Entlassungen trotz Kurzarbeit 2010 wohl nicht zu vermeiden
(ddp-rps). Der Präsident der Landesvereinigung Unternehmerverbände Rheinland-Pfalz (LVU), Dr. Gerhard F. Braun, rechnet im kommenden Jahr trotz der Verlängerung des Konjunkturpaketes mit einem Arbeitsplatzabbau in vielen Branchen. Vor dem Hintergrund der Einschätzung der Bundesagentur für Arbeit, dass frühestens 2013 wieder das Wirtschaftsniveau von vor der Krise erreicht werde, sei es «sehr unwahrscheinlich, dass wir dauerhaft weitere Entlassungen werden vermeiden können», sagte Braun in Mainz im ddp-Interview.

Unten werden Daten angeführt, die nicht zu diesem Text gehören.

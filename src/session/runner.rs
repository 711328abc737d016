use super::machine::SessionStateMachine;
use super::readiness::ReadinessSource;
use super::types::{CameraIntent, SessionState, StopOutcome, StopReason};
use crate::config::GopilotConfig;
use crate::error::{GopilotError, Result, SessionError};
use serde::Serialize;
use std::sync::Arc;
use std::time::Duration;
use tokio::sync::mpsc;
use tokio::time::{interval, MissedTickBehavior};
use tokio_util::sync::CancellationToken;
use tracing::{debug, info, warn};

/// Commands from interactive control sources (keyboard, CLI)
#[derive(Debug, Clone, Copy, PartialEq, Eq)]
pub enum ControlCommand {
    Confirm,
    StopCapture,
    StopSession,
}

/// How a session run ended
#[derive(Debug, Clone, PartialEq, Serialize)]
#[serde(tag = "outcome", rename_all = "snake_case")]
pub enum RunOutcome {
    /// Reached REVIEWING and was closed
    Completed,
    FeedExhausted,
    TickLimit,
    Cancelled,
    StoppedByUser,
    /// A camera failure ended the session
    Fatal { error: String },
    /// The readiness feed failed
    FeedFailed { error: String },
}

#[derive(Debug, Clone, Serialize)]
pub struct SessionSummary {
    pub session_id: String,
    pub final_state: SessionState,
    pub ticks: u64,
    pub captures: u32,
    #[serde(flatten)]
    pub outcome: RunOutcome,
}

#[derive(Debug, Clone)]
pub struct RunnerSettings {
    pub poll_interval: Duration,
    pub auto_confirm: bool,
    pub capture_duration: Duration,
    /// 0 = unlimited
    pub max_ticks: u64,
}

impl From<&GopilotConfig> for RunnerSettings {
    fn from(config: &GopilotConfig) -> Self {
        Self {
            poll_interval: config.readiness.poll_interval(),
            auto_confirm: config.session.auto_confirm,
            capture_duration: config.session.capture_duration(),
            max_ticks: config.readiness.max_ticks,
        }
    }
}

/// Polling loop feeding readiness samples into the state machine
pub struct SessionRunner {
    machine: Arc<SessionStateMachine>,
    settings: RunnerSettings,
    cancellation_token: CancellationToken,
}

impl SessionRunner {
    pub fn new(
        machine: Arc<SessionStateMachine>,
        settings: RunnerSettings,
        cancellation_token: CancellationToken,
    ) -> Self {
        Self {
            machine,
            settings,
            cancellation_token,
        }
    }

    /// Run one session to completion
    ///
    /// Errors from `start_session` are returned as is. Once the session is
    /// running every ending is reported through the summary.
    pub async fn run(
        &self,
        intent: CameraIntent,
        source: &mut dyn ReadinessSource,
        mut controls: Option<mpsc::Receiver<ControlCommand>>,
    ) -> Result<SessionSummary> {
        let capture_duration = intent
            .duration_secs
            .map(Duration::from_secs)
            .unwrap_or(self.settings.capture_duration);
        let session_id = self.machine.start_session(intent).await?;

        let mut ticker = interval(self.settings.poll_interval);
        ticker.set_missed_tick_behavior(MissedTickBehavior::Delay);

        let mut ticks = 0u64;
        let mut captures = 0u32;

        let outcome = loop {
            tokio::select! {
                _ = self.cancellation_token.cancelled() => {
                    info!("Session {} cancelled", session_id);
                    break RunOutcome::Cancelled;
                }
                command = next_control(&mut controls) => {
                    debug!("Control command: {:?}", command);
                    let result = match command {
                        ControlCommand::Confirm => self.machine.confirm().await,
                        ControlCommand::StopCapture => self.machine.stop_capture().await,
                        ControlCommand::StopSession => break RunOutcome::StoppedByUser,
                    };
                    if command == ControlCommand::Confirm && result.is_ok() {
                        captures += 1;
                    }
                    if let Some(outcome) = self.absorb(result).await {
                        break outcome;
                    }
                }
                _ = ticker.tick() => {
                    match self.machine.state().await {
                        SessionState::Reviewing => break RunOutcome::Completed,
                        SessionState::Idle => {
                            // Stopped from elsewhere (signal handler, keyboard)
                            break RunOutcome::StoppedByUser;
                        }
                        SessionState::Guiding => {
                            ticks += 1;
                            let score = match source.next_score().await {
                                Ok(Some(score)) => score,
                                Ok(None) => break RunOutcome::FeedExhausted,
                                Err(e) => {
                                    warn!("Readiness feed failed: {}", e);
                                    break RunOutcome::FeedFailed { error: e.to_string() };
                                }
                            };
                            let result = self.machine.tick(score).await;
                            if let Some(outcome) = self.absorb(result).await {
                                break outcome;
                            }
                        }
                        SessionState::ReadyToShoot => {
                            ticks += 1;
                            if self.settings.auto_confirm {
                                let result = self.machine.confirm().await;
                                if result.is_ok() {
                                    captures += 1;
                                }
                                if let Some(outcome) = self.absorb(result).await {
                                    break outcome;
                                }
                            }
                        }
                        SessionState::Capturing => {
                            ticks += 1;
                            let elapsed = self
                                .machine
                                .snapshot()
                                .await
                                .and_then(|record| record.capture_started_at)
                                .map(|started| started.elapsed())
                                .unwrap_or_default();
                            if elapsed >= capture_duration {
                                let result = self.machine.stop_capture().await;
                                if let Some(outcome) = self.absorb(result).await {
                                    break outcome;
                                }
                            }
                        }
                    }

                    if self.settings.max_ticks > 0 && ticks >= self.settings.max_ticks {
                        info!("Session {} reached tick limit {}", session_id, ticks);
                        break RunOutcome::TickLimit;
                    }
                }
            }
        };

        let stop_reason = match &outcome {
            RunOutcome::Completed => StopReason::Completed,
            RunOutcome::FeedExhausted => StopReason::FeedExhausted,
            RunOutcome::TickLimit => StopReason::TickLimit,
            RunOutcome::Cancelled => StopReason::Cancelled,
            RunOutcome::StoppedByUser => StopReason::Requested,
            RunOutcome::FeedFailed { .. } => StopReason::FeedFailed,
            // The machine already closed the session
            RunOutcome::Fatal { .. } => {
                return Ok(self.summary(session_id, ticks, captures, outcome));
            }
        };

        match self
            .machine
            .stop_session_with_reason(Some(&session_id), stop_reason)
            .await?
        {
            StopOutcome::Stopped { from_state, .. } => Ok(SessionSummary {
                session_id,
                final_state: from_state,
                ticks,
                captures,
                outcome,
            }),
            // Already stopped by another control source
            StopOutcome::NoActiveSession | StopOutcome::NotActiveSession { .. } => {
                Ok(self.summary(session_id, ticks, captures, outcome))
            }
        }
    }

    /// Swallow recoverable errors; report an outcome once the session is gone
    async fn absorb<T>(&self, result: Result<T>) -> Option<RunOutcome> {
        match result {
            Ok(_) => None,
            Err(GopilotError::Session(
                e @ (SessionError::InvalidTransition { .. } | SessionError::NoActiveSession),
            )) => {
                debug!("Ignoring control action: {}", e);
                None
            }
            Err(e) => {
                if self.machine.state().await == SessionState::Idle {
                    Some(RunOutcome::Fatal {
                        error: e.to_string(),
                    })
                } else {
                    warn!("Session continues after error: {}", e);
                    None
                }
            }
        }
    }

    fn summary(
        &self,
        session_id: String,
        ticks: u64,
        captures: u32,
        outcome: RunOutcome,
    ) -> SessionSummary {
        SessionSummary {
            session_id,
            final_state: SessionState::Idle,
            ticks,
            captures,
            outcome,
        }
    }
}

/// Next command, or pending forever without a (live) control channel
async fn next_control(controls: &mut Option<mpsc::Receiver<ControlCommand>>) -> ControlCommand {
    if let Some(receiver) = controls.as_mut() {
        if let Some(command) = receiver.recv().await {
            return command;
        }
        *controls = None;
    }
    std::future::pending().await
}
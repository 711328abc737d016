use crate::error::CameraError;
use chrono::{DateTime, Utc};
use serde::{Deserialize, Serialize};
use std::collections::BTreeMap;
use std::fmt;
use std::path::PathBuf;
use std::str::FromStr;

/// Capture mode the camera can be switched into
#[derive(Debug, Clone, Copy, PartialEq, Eq, Hash, Serialize, Deserialize)]
#[serde(rename_all = "lowercase")]
pub enum CameraMode {
    Photo,
    Video,
    Timelapse,
}

impl CameraMode {
    pub const ALL: [CameraMode; 3] = [CameraMode::Photo, CameraMode::Video, CameraMode::Timelapse];

    pub fn as_str(&self) -> &'static str {
        match self {
            CameraMode::Photo => "photo",
            CameraMode::Video => "video",
            CameraMode::Timelapse => "timelapse",
        }
    }

    /// Hero7 `p` value for the mode command and status field 43
    pub fn hero7_value(&self) -> u32 {
        match self {
            CameraMode::Video => 0,
            CameraMode::Photo => 1,
            CameraMode::Timelapse => 2,
        }
    }

    /// Unknown values read back as video, which is the camera's boot mode
    pub fn from_hero7_value(value: u64) -> Self {
        match value {
            1 => CameraMode::Photo,
            2 => CameraMode::Timelapse,
            _ => CameraMode::Video,
        }
    }
}

impl fmt::Display for CameraMode {
    fn fmt(&self, f: &mut fmt::Formatter<'_>) -> fmt::Result {
        f.pad(self.as_str())
    }
}

impl FromStr for CameraMode {
    type Err = CameraError;

    fn from_str(s: &str) -> Result<Self, Self::Err> {
        match s.trim().to_ascii_lowercase().as_str() {
            "photo" => Ok(CameraMode::Photo),
            "video" => Ok(CameraMode::Video),
            "timelapse" => Ok(CameraMode::Timelapse),
            other => Err(CameraError::invalid_parameter(
                "mode",
                format!("unknown camera mode '{}' (expected photo, video or timelapse)", other),
            )),
        }
    }
}

#[derive(Debug, Clone, Copy, PartialEq, Eq, Serialize, Deserialize)]
#[serde(rename_all = "lowercase")]
pub enum CaptureState {
    Idle,
    Capturing,
}

/// Snapshot of the camera as reported by the status and info endpoints
#[derive(Debug, Clone, PartialEq, Serialize, Deserialize)]
pub struct CameraStatus {
    pub mode: CameraMode,
    pub capture_state: CaptureState,
    pub settings: BTreeMap<String, serde_json::Value>,
    pub media_count: u64,
}

/// One file stored on the camera
#[derive(Debug, Clone, PartialEq, Serialize, Deserialize)]
pub struct MediaItem {
    /// `<directory>/<filename>`, e.g. `100GOPRO/GX010001.MP4`
    pub id: String,
    pub filename: String,
    pub created_at: Option<DateTime<Utc>>,
    pub size_bytes: u64,
}

#[derive(Debug, Clone, PartialEq, Serialize, Deserialize)]
pub struct MediaPage {
    pub items: Vec<MediaItem>,
    pub next_cursor: Option<String>,
}

#[derive(Debug, Clone, PartialEq, Serialize, Deserialize)]
pub struct DownloadReceipt {
    pub media_id: String,
    pub destination: PathBuf,
    pub bytes_written: u64,
}

/// Hero7 setting catalog
#[derive(Debug, Clone, Copy, PartialEq, Eq, Hash, Serialize, Deserialize)]
#[serde(rename_all = "snake_case")]
pub enum CameraSetting {
    VideoResolution,
    VideoFps,
    VideoFov,
    TimelapseInterval,
    Protune,
    WhiteBalance,
    Color,
    IsoLimit,
    Sharpness,
    EvComp,
    PhotoResolution,
    PhotoFov,
}

impl CameraSetting {
    pub const ALL: [CameraSetting; 12] = [
        CameraSetting::VideoResolution,
        CameraSetting::VideoFps,
        CameraSetting::VideoFov,
        CameraSetting::TimelapseInterval,
        CameraSetting::Protune,
        CameraSetting::WhiteBalance,
        CameraSetting::Color,
        CameraSetting::IsoLimit,
        CameraSetting::Sharpness,
        CameraSetting::EvComp,
        CameraSetting::PhotoResolution,
        CameraSetting::PhotoFov,
    ];

    pub fn id(&self) -> u32 {
        match self {
            CameraSetting::VideoResolution => 2,
            CameraSetting::VideoFps => 3,
            CameraSetting::VideoFov => 4,
            CameraSetting::TimelapseInterval => 5,
            CameraSetting::Protune => 10,
            CameraSetting::WhiteBalance => 11,
            CameraSetting::Color => 12,
            CameraSetting::IsoLimit => 13,
            CameraSetting::Sharpness => 14,
            CameraSetting::EvComp => 15,
            CameraSetting::PhotoResolution => 17,
            CameraSetting::PhotoFov => 19,
        }
    }

    pub fn name(&self) -> &'static str {
        match self {
            CameraSetting::VideoResolution => "video_resolution",
            CameraSetting::VideoFps => "video_fps",
            CameraSetting::VideoFov => "video_fov",
            CameraSetting::TimelapseInterval => "timelapse_interval",
            CameraSetting::Protune => "protune",
            CameraSetting::WhiteBalance => "white_balance",
            CameraSetting::Color => "color",
            CameraSetting::IsoLimit => "iso_limit",
            CameraSetting::Sharpness => "sharpness",
            CameraSetting::EvComp => "ev_comp",
            CameraSetting::PhotoResolution => "photo_resolution",
            CameraSetting::PhotoFov => "photo_fov",
        }
    }

    /// Resolve a setting by catalog name or numeric id
    pub fn from_key(key: &str) -> Result<Self, CameraError> {
        let key = key.trim();
        let found = match key.parse::<u32>() {
            Ok(id) => Self::ALL.iter().find(|s| s.id() == id),
            Err(_) => {
                let lowered = key.to_ascii_lowercase();
                Self::ALL.iter().find(|s| s.name() == lowered)
            }
        };

        found
            .copied()
            .ok_or_else(|| CameraError::invalid_parameter("setting", format!("unknown setting '{}'", key)))
    }
}

impl fmt::Display for CameraSetting {
    fn fmt(&self, f: &mut fmt::Formatter<'_>) -> fmt::Result {
        write!(f, "{} ({})", self.name(), self.id())
    }
}
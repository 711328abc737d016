mod machine;
mod readiness;
mod runner;
mod types;
#[cfg(test)]
mod tests;

pub use machine::SessionStateMachine;
pub use readiness::{JsonLinesReadiness, ReadinessSource, ScriptedReadiness};
pub use runner::{ControlCommand, RunOutcome, RunnerSettings, SessionRunner, SessionSummary};
pub use types::{
    CameraIntent, ReadinessScore, ReadinessThresholds, SessionRecord, SessionState, StopOutcome,
    StopReason,
};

«Auch wenn die Zahlen langsam wieder nach oben weisen, sind wir noch immer weit unterhalb des Niveaus von Mitte 2008», sagte Braun. Die Wirtschaftskrise sei besonders für bestimmte Wirtschaftszweige im verarbeitenden Gewerbe nicht eben glimpflich verlaufen. «Weite Teile der Industrie beklagen Umsatz- und Auftragseinbrüche von bis zu 50 Prozent.» Angesichts dessen sei der bisherige überwiegende Verzicht auf Entlassungen «ein bemerkenswerter Kraftakt der Unternehmen»,sagte Braun.
Ein weiteres Konjunkturpaket, wie die Gewerkschaften es fordern, um die Wirtschaft auch 2010 zu stabilisieren, lehnt Braun ab. «Der Staat hat viel getan - aus heutiger Sicht würde ich sagen: genug», sagte Braun. Jede Konjunktur stützende Maßnahme des Staates müsse besonders kritisch abgewogen werden, da spätere Generationen dafür aufkommen müssten.
Zu dem neuen Arbeitsmarkt-Programm, das die LVU gemeinsam mit dem DGB und dem Arbeitsministerium plant, sagte Braun: «Wir haben aktuell viel zu viel Arbeitsmarktinstrumente. Hier gilt es zunächst einmal, aufzuräumen.» Das Programm soll das umstrittene Betriebsräteinformationssystem ersetzen, mit dem Betriebsräte die Landesregierung über die Situation in ihren Unternehmen unterrichteten.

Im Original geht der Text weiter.